**Information**
= = = = = = =
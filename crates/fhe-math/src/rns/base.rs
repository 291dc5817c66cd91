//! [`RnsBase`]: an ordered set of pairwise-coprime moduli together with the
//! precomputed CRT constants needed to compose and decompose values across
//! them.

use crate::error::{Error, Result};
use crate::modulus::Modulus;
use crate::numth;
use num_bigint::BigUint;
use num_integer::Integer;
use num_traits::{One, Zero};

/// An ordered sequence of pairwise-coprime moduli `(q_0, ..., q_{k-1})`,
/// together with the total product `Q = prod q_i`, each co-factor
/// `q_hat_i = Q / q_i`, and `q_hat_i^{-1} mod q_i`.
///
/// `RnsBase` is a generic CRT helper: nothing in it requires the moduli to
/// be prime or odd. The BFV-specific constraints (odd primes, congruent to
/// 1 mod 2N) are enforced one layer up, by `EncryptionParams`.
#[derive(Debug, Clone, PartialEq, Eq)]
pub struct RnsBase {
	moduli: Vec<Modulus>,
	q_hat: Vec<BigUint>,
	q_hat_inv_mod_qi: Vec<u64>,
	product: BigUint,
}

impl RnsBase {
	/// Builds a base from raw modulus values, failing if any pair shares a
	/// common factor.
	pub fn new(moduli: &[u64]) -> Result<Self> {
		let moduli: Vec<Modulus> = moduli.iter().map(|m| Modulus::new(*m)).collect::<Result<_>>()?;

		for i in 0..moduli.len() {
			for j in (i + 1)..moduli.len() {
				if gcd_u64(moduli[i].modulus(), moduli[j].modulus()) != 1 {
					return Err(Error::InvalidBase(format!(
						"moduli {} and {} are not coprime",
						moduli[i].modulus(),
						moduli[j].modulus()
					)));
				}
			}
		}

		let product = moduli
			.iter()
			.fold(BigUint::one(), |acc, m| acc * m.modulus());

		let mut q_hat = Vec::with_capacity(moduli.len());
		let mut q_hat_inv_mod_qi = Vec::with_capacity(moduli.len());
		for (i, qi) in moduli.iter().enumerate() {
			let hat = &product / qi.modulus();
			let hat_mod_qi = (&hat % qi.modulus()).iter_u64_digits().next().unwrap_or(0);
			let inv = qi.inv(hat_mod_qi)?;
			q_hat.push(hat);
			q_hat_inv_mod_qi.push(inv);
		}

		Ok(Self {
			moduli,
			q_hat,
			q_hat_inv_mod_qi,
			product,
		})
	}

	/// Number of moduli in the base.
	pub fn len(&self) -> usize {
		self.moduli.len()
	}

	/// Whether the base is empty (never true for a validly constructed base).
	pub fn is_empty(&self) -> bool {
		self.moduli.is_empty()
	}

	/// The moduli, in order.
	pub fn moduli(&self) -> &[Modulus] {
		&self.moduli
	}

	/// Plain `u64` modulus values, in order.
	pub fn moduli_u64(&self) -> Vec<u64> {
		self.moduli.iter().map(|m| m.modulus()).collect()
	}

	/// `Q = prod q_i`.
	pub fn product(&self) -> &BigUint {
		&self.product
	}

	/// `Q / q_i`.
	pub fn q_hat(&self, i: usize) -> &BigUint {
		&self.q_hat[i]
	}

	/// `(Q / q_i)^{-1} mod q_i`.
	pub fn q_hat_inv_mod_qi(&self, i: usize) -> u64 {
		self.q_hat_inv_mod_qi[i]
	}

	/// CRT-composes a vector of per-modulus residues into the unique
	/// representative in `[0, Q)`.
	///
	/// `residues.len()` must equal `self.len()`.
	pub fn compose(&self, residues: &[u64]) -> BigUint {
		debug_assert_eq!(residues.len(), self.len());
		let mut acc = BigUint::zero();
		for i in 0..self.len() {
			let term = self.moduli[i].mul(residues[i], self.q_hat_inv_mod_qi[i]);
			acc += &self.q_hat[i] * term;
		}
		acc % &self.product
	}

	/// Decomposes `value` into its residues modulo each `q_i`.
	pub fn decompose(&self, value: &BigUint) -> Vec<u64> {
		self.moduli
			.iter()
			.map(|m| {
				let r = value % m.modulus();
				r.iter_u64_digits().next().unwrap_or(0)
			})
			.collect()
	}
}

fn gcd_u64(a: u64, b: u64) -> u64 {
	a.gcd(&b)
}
= = = = = = =
**Exercise goal**
Reproduce every line of the listing above in which the string "factor" appears.

**Your response**
/// together with the total product `Q = prod q_i`, each co-factor
	/// common factor.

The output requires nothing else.